The Arctic is a place of contrasts. You feel like you’re in this enormous landscape. There’s nothing on the horizon, no trees, no structures. You can see forever. But the plants and everything around you are really small.
Then there are musk oxen and caribou, which are ice age relics. Musk oxen are like tundra elephants minus the trunk. They move in matriarchal herds with calves under their skirts. Caribou are more like gazelles — graceful, quick, moving around nervously.
You look at the ice sheet and the animals, and you’re seeing the last remnants of the ice age. You’re in that environment not exactly as it existed then — it’s warmer and wetter now — but you’re in a modern world being changed by things like industrialization and pollution of the atmosphere. You’re in an environment that could have been experienced tens of thousands of years ago in this country.
We have our objective side as scientists, but I love that place. It’s my home away from home. I feel privileged to be there trying to unlock some of its mysteries.”
The study covers 12 years of observations at a West Greenland field site, about 150 miles inland from the Davis Strait. The site is near Russell Glacier, a dynamic front protruding from the massive inland ice sheet that covers most of the island. Each year from early May to late June, researchers looked daily for the first signs of growth in plots enclosing individual plant species.
They found that warming winters and springs associated with declining arctic sea ice cover created a mixture of speed demons, slowpokes and those in between. One racehorse of a sedge species now springs out of the proverbial gate a full 26 days earlier than it did a decade ago. This was the greatest increase in the timing of emergence the researchers have seen on record in the Arctic.
“When we started studying this, I never would have imagined we’d be talking about a 26-day per decade rate of advance,” said lead author Eric Post, a polar ecologist in the UC Davis Department of Wildlife, Fish and Conservation Biology who has been studying the Arctic for 27 years. “That’s almost an entire growing season. That’s an eye-opening rate of change.”
But other species are in no rush, despite the Arctic’s short growing season. Onset of growth for the gray willow has not budged, and a dwarf birch species is beginning its growth only about five days earlier per decade.

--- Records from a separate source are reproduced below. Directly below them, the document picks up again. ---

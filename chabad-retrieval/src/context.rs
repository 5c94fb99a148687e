//! Presentation helpers for retrieved chunks.

use std::fmt::Write;

use crate::document::SearchResult;

/// A term occurrence with the text around it.
#[derive(Debug, Clone, PartialEq, Eq)]
pub struct MatchContext {
    pub before: String,
    pub matched: String,
    pub after: String,
}

fn chars_match(a: char, b: char) -> bool {
    a == b || a.to_lowercase().eq(b.to_lowercase())
}

/// Locate the first case-insensitive occurrence of `term` in `text` and
/// return it with up to `radius` characters on each side, trimmed.
///
/// Works on characters, never splitting a multi-byte letter.
pub fn match_context(text: &str, term: &str, radius: usize) -> Option<MatchContext> {
    let needle: Vec<char> = term.chars().collect();
    if needle.is_empty() {
        return None;
    }
    let haystack: Vec<char> = text.chars().collect();
    if haystack.len() < needle.len() {
        return None;
    }

    let start = (0..=haystack.len() - needle.len()).find(|&i| {
        haystack[i..i + needle.len()].iter().zip(&needle).all(|(&a, &b)| chars_match(a, b))
    })?;
    let end = start + needle.len();

    let collect = |range: std::ops::Range<usize>| -> String {
        haystack[range].iter().collect::<String>().trim().to_string()
    };

    Some(MatchContext {
        before: collect(start.saturating_sub(radius)..start),
        matched: haystack[start..end].iter().collect(),
        after: collect(end..(end + radius).min(haystack.len())),
    })
}

/// Render results as numbered blocks for a downstream summarizer.
///
/// Each block lists author, work, discourse title and chunk title, then the
/// text cut to `max_chars` characters (with `...` when cut).
pub fn render_for_summary(results: &[SearchResult], max_chars: usize) -> String {
    let mut blocks = Vec::with_capacity(results.len());

    for (i, result) in results.iter().enumerate() {
        let chunk = &result.chunk;
        let mut text: String = chunk.text.chars().take(max_chars).collect();
        if chunk.text.chars().count() > max_chars {
            text.push_str("...");
        }

        let mut block = String::new();
        let _ = writeln!(block, "**Result {}:**", i + 1);
        let _ = writeln!(block, "- **Author**: {}", chunk.author);
        let _ = writeln!(block, "- **Work**: {}", chunk.work);
        let _ = writeln!(
            block,
            "- **Discourse Title**: {}",
            chunk.discourse_title().unwrap_or_default()
        );
        let _ = writeln!(block, "- **Chunk Title**: {}", chunk.title);
        let _ = writeln!(block, "- **Text**: {text}");
        block.push_str("\n---\n");
        blocks.push(block);
    }

    blocks.join("\n")
}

While how early a plant emerges from its winter slumber depends on the species, the study demonstrates that the Arctic landscape is changing rapidly. Such changes carry implications for the ecological structure of the region for years to come.
“The Arctic is really dynamic, and it’s changing in a direction that won’t be recognizable as the same Arctic to those of us who have been working there for decades,” Post said. “The picture is definitely being reorganized.”
“Think of it as going from something like a Picasso painting that blurs before your eyes and reorganizes into some kind of Dali landscape,” he said. “You can see the pieces are still there, but the way they’re organized in relation to each other doesn’t look like what it used to be, and you wonder, ‘What am I looking at now and what does that mean for how it all works together?’”
A mismatch for caribou Previous studies by Post in 2008 and 2013 showed how such changes are affecting caribou in the region. Caribou come to the study site each year during calving season to take advantage of the nutritious plants needed to recover from winter and provide for their newborns. But as the emergence of plant species in spring has shifted, the caribou internal clock, driven by seasonal changes in day length, has not kept up. The food is still there, but the pickings are not as nutritious as they were at first growth. As a result, fewer calves are born and more die early in years when spring plant growth outpaces the caribou calving season.
“That’s one example of the consequences of this for consumer species like caribou, who have a limited window to build up resources before going into the next winter,” Post said. “With the most recent study, we’re taking a step toward understanding how extensive and cryptic the effects of sea ice loss might be in the Arctic.”
The study was funded by U.S. National Science Foundation and the National Geographic Committee for Research and Exploration.